The home screen on the Raymarine multifunction display gives sailors all this data from a single source. Being able to compare their speed through the water to their target speed, for example, will enable them to tell at a glance if their boat’s performance is deficient for some reason, such as incorrectly trimmed sails. The boat’s polar performance is shown as a percentage.
Other features to assist decision-making and improve sail-handling include coloured segments on the dial in the centre of the display, generated by polar information, which depict the boat’s port, starboard and downwind wind angle targets along with the apparent wind speed/angle, true wind speed/angle and historical wind angle. Notches within the coloured segments indicate whether the boat is achieving its ideal performance in the given wind strength.
The same screen also includes a tidal arrow, indicating the direction of current flow, and a COG (Course Over Ground) arrow, as well as estimated time of arrival. These features are all editable, so if sailors want to adjust or remove anything on the screen, pressing and holding their finger on the relevant cell will bring out a pop-up menu, allowing them to change any items around.
The integration of ClearCruise augmented reality system within Axiom is highly conducive to making better-informed navigation decisions and improving collision avoidance. By combining the AR200 Augmented Reality Stabilization Module with either a CAM210 or CAM220 high-definition camera The ClearCruise functionality overlays important navigation features on the screen in HD video. Colour-coded labelling provides instant identification of significant chart objects, marks, waypoints, and AIS-equipped vessels, increasing responsiveness to marine traffic and clarifying otherwise complex or confusing navigation scenarios.
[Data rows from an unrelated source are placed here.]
/// Session store: logout markers, refresh records and the access-token blacklist
///
/// Every record carries its own TTL and removes itself on expiry; nothing else
/// cleans these keys up. Backends also expose the stream of expired key names
/// through [`ExpirationSource`].

mod memory;
mod redis_store;

pub use memory::MemorySessionStore;
pub use redis_store::RedisSessionStore;

use super::{codec::Principal, keys::StoreAction};
use crate::error::{ServiceError, ServiceResult};
use async_trait::async_trait;
use futures::stream::BoxStream;
use serde::{de::DeserializeOwned, Deserialize, Serialize};
use serde_json::Value;
use tracing::{error, warn};

/// Keyed record storage with per-key TTL
#[async_trait]
pub trait SessionStore: Send + Sync {
    /// Write `value` under `{action}:{owner}` for `ttl_secs` seconds
    async fn put(
        &self,
        action: StoreAction,
        owner: &str,
        value: &Value,
        ttl_secs: u64,
    ) -> ServiceResult<()>;

    /// Read a live record
    async fn get(&self, action: StoreAction, owner: &str) -> ServiceResult<Option<Value>>;

    /// Remove a record, returning how many keys were deleted. Absence is not an error.
    async fn delete(&self, action: StoreAction, owner: &str) -> ServiceResult<u64>;
}

/// Stream of expired key names
pub type KeyEventStream = BoxStream<'static, String>;

/// Source of key-expiration events
#[async_trait]
pub trait ExpirationSource: Send + Sync {
    /// Start receiving expired key names. Each expiry is delivered once,
    /// with no ordering across keys expiring together.
    async fn subscribe(&self) -> ServiceResult<KeyEventStream>;
}

/// Value of a logout marker; only its existence and expiry matter
#[derive(Debug, Clone, PartialEq, Eq, Serialize, Deserialize)]
#[serde(rename_all = "camelCase")]
pub struct LogoutMarker {
    pub issued_at: i64,
}

/// Last refresh token issued to a user
#[derive(Debug, Clone, PartialEq, Eq, Serialize, Deserialize)]
#[serde(rename_all = "camelCase")]
pub struct RefreshRecord {
    pub refresh_token: String,
}

/// Revoked access token, keyed by the token itself
#[derive(Debug, Clone, PartialEq, Eq, Serialize, Deserialize)]
#[serde(rename_all = "camelCase")]
pub struct BlacklistEntry {
    pub reason: String,
    pub principal: Principal,
}

/// Serialize and store a typed record
pub async fn put_record<T: Serialize + Sync>(
    store: &dyn SessionStore,
    action: StoreAction,
    owner: &str,
    record: &T,
    ttl_secs: u64,
) -> ServiceResult<()> {
    if ttl_secs == 0 {
        return Err(ServiceError::Validation(
            "Session record TTL must be positive".to_string(),
        ));
    }

    let value = serde_json::to_value(record)
        .map_err(|e| ServiceError::Internal(format!("Record serialization failed: {}", e)))?;
    store.put(action, owner, &value, ttl_secs).await
}

/// Load a typed record.
///
/// A refresh record or logout marker that no longer decodes is dropped and
/// reported absent. An undecodable blacklist entry is an error instead: the
/// token it names stays revoked.
pub async fn get_record<T: DeserializeOwned>(
    store: &dyn SessionStore,
    action: StoreAction,
    owner: &str,
) -> ServiceResult<Option<T>> {
    let Some(value) = store.get(action, owner).await? else {
        return Ok(None);
    };

    match serde_json::from_value(value) {
        Ok(record) => Ok(Some(record)),
        Err(e) if action == StoreAction::Blacklist => {
            error!("Undecodable {} record: {}", action, e);
            Err(ServiceError::Store(format!("Undecodable {} record", action)))
        }
        Err(e) => {
            warn!("Discarding undecodable {} record for {}: {}", action, owner, e);
            if let Err(e) = store.delete(action, owner).await {
                warn!("Failed to discard {} record for {}: {}", action, owner, e);
            }
            Ok(None)
        }
    }
}
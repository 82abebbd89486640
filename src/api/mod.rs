/// API routes and handlers
pub mod auth;
pub mod middleware;

use crate::context::AppContext;
use axum::Router;

/// Build API routes
pub fn routes() -> Router<AppContext> {
    Router::new().merge(auth::routes())
}
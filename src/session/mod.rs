/// Session security core
///
/// Token issuance, the Redis-backed session records, TTL-driven forced logout
/// and refresh-token theft detection.

pub mod codec;
pub mod dispatcher;
pub mod keys;
pub mod notifier;
pub mod service;
pub mod store;

pub use codec::{Claims, Principal, TokenCodec, TokenFailure, TokenKind, TokenPair};
pub use dispatcher::{ForcedLogoutPort, HttpLogoutPort, LogoutDispatcher};
pub use notifier::{dispatch_command, ExpirationNotifier, ForcedLogout, NotifierState};
pub use service::{LoginOutcome, LoginSession, LogoutOutcome, ReissueOutcome, SessionService};
pub use store::{ExpirationSource, MemorySessionStore, RedisSessionStore, SessionStore};
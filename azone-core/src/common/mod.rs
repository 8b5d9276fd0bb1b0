//! Helpers shared across modules

pub mod file_io;

pub use file_io::*;
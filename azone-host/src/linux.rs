//! Host network introspection through iproute2 and ping

use azone_core::abstractions::HostNetwork;
use azone_core::{AzoneError, AzoneResult, IpAddress, NetworkConfig, Subnet};
use ipnet::Ipv4Net;
use std::sync::Arc;
use std::time::Duration;
use tracing::{debug, warn};

use crate::command::{command_line, CommandRunner, SystemCommandRunner};

/// An IPv4 address configured on a local interface.
#[derive(Debug, Clone, PartialEq, Eq)]
pub struct InterfaceAddress {
    pub interface: String,
    /// Address with its prefix, as `ip` prints it
    pub network: Ipv4Net,
}

impl InterfaceAddress {
    /// Whether this interface's network shares any address with `subnet`.
    /// Interface networks may be /31 or /32, so the comparison is done on raw
    /// address ranges.
    pub fn overlaps(&self, subnet: &Subnet) -> bool {
        let first = u32::from(self.network.network());
        let last = u32::from(self.network.broadcast());
        first <= subnet.broadcast_address().as_u32() && subnet.masked_address().as_u32() <= last
    }
}

/// Parse the one-line-per-address output of `ip -o -4 addr show`.
///
/// ```text
/// 2: eth0    inet 192.168.1.10/24 brd 192.168.1.255 scope global dynamic eth0\       valid_lft 85530sec preferred_lft 85530sec
/// ```
///
/// Lines that do not carry an `inet` address are skipped.
pub fn parse_ip_addr_output(output: &str) -> Vec<InterfaceAddress> {
    let mut addresses = Vec::new();

    for line in output.lines() {
        let tokens: Vec<&str> = line.split_whitespace().collect();
        let Some(inet) = tokens.iter().position(|t| *t == "inet") else {
            continue;
        };
        let Some(cidr) = tokens.get(inet + 1) else {
            continue;
        };
        let network: Ipv4Net = match cidr.parse() {
            Ok(network) => network,
            Err(e) => {
                debug!("Skipping unparseable address '{}': {}", cidr, e);
                continue;
            }
        };

        // "veth0@if3" names the peer after '@'
        let interface = tokens
            .get(1)
            .map(|name| name.split('@').next().unwrap_or(name).to_string())
            .unwrap_or_default();

        addresses.push(InterfaceAddress { interface, network });
    }

    addresses
}

/// Production [`HostNetwork`] for Linux hosts.
///
/// Probing is best effort: if `ip` or `ping` cannot be run the subnet is
/// treated as free and the gateway as unreachable, and a warning is logged.
pub struct LinuxHostNetwork {
    runner: Arc<dyn CommandRunner>,
    ping_timeout: Duration,
}

impl LinuxHostNetwork {
    pub fn new(ping_timeout: Duration) -> Self {
        Self::with_runner(Arc::new(SystemCommandRunner::new()), ping_timeout)
    }

    pub fn with_runner(runner: Arc<dyn CommandRunner>, ping_timeout: Duration) -> Self {
        Self {
            runner,
            ping_timeout,
        }
    }

    pub fn from_config(config: &NetworkConfig) -> Self {
        Self::new(config.ping_timeout)
    }

    /// All IPv4 addresses configured on local interfaces.
    pub fn interface_addresses(&self) -> AzoneResult<Vec<InterfaceAddress>> {
        let args = ["-o", "-4", "addr", "show"];
        let output = self.runner.run("ip", &args)?;
        if !output.success {
            return Err(AzoneError::HostCommand {
                command: command_line("ip", &args),
                details: format!("exit status {}: {}", output.status, output.stderr.trim()),
            });
        }
        Ok(parse_ip_addr_output(&output.stdout))
    }

    /// `ping -W` takes whole seconds.
    fn ping_wait_seconds(&self) -> u64 {
        let millis = self.ping_timeout.as_millis() as u64;
        millis.div_ceil(1000).max(1)
    }
}

impl HostNetwork for LinuxHostNetwork {
    fn subnet_in_use(&self, subnet: &Subnet) -> bool {
        match self.interface_addresses() {
            Ok(addresses) => match addresses.iter().find(|a| a.overlaps(subnet)) {
                Some(address) => {
                    debug!(
                        "Subnet {} overlaps {} on interface {}",
                        subnet, address.network, address.interface
                    );
                    true
                }
                None => false,
            },
            Err(e) => {
                warn!("Could not list host addresses, assuming {} is free: {}", subnet, e);
                false
            }
        }
    }

    fn gateway_reachable(&self, gateway: IpAddress) -> bool {
        let wait = self.ping_wait_seconds().to_string();
        let target = gateway.to_string();
        match self.runner.run("ping", &["-c", "1", "-W", &wait, &target]) {
            Ok(output) => {
                if output.success {
                    debug!("Gateway {} answered ping", gateway);
                }
                output.success
            }
            Err(e) => {
                warn!("Could not ping {}, assuming unreachable: {}", gateway, e);
                false
            }
        }
    }

    fn bridge_subnet(&self, bridge: &str) -> AzoneResult<Option<Subnet>> {
        let args = ["-o", "-4", "addr", "show", "dev", bridge];
        let output = self.runner.run("ip", &args)?;
        if !output.success {
            if output.stderr.contains("does not exist") {
                debug!("Bridge {} does not exist", bridge);
                return Ok(None);
            }
            return Err(AzoneError::HostCommand {
                command: command_line("ip", &args),
                details: format!("exit status {}: {}", output.status, output.stderr.trim()),
            });
        }

        match parse_ip_addr_output(&output.stdout).into_iter().next() {
            Some(address) => Subnet::try_from(address.network).map(Some),
            None => {
                debug!("Bridge {} has no IPv4 address", bridge);
                Ok(None)
            }
        }
    }
}

impl std::fmt::Debug for LinuxHostNetwork {
    fn fmt(&self, f: &mut std::fmt::Formatter<'_>) -> std::fmt::Result {
        f.debug_struct("LinuxHostNetwork")
            .field("ping_timeout", &self.ping_timeout)
            .finish_non_exhaustive()
    }
}
//! Availability-zone subnet allocation and zone state management
//!
//! IPv4 address and subnet arithmetic, sequential and randomized subnet
//! allocation, and a durable set of availability zones with round-robin
//! placement for VMs.

pub mod abstractions;
pub mod allocator;
pub mod common;
pub mod config;
pub mod error;
pub mod ip;
pub mod manager;
pub mod subnet;
pub mod subnet_utils;
pub mod types;
pub mod zone;

pub use allocator::SubnetAllocator;
pub use config::{AzoneConfig, AzoneConfigBuilder, NetworkConfig, SubnetStrategy, ZonesConfig};
pub use error::{AzoneError, AzoneResult, ErrorKind};
pub use ip::IpAddress;
pub use manager::AvailabilityZoneManager;
pub use subnet::{Subnet, MAX_PREFIX_LENGTH};
pub use subnet_utils::SubnetUtils;
pub use types::{VmName, VmZoneRecord};
pub use zone::{AvailabilityZone, ZoneRecord};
Launched last year, the award-winning Axiom+ offers 16GB of storage, which equates to more memory for third-party apps, storing waypoints and routes, and the capacity to store Raymarine LightHouse cartography.
New for 2021 LightHouse Charts are now available in the UK. The charts can be viewed in four separate modes – Day, Dusk, Night and Bright Sun – to lessen eye strain in varying light conditions, while users can also adjust the sizes of key chart symbols including lights, channel markers and other navigational features without having to alter the scale of the chart itself.
Importantly, the Axiom+ screens are also both polarised-sunglasses-friendly and Nano-coated, so the touch controls remain accurate even if the glass gets wet. The coating also repels oil and smudges. Axiom+ also integrates with NMEA2000 and SeaTalkNG, so the connectivity is there for any sailing yacht skippers who might wish to integrate anything from wind instruments to engine data devices, entertainment apps, high-pressure watermakers, marine lighting system controls, and so on.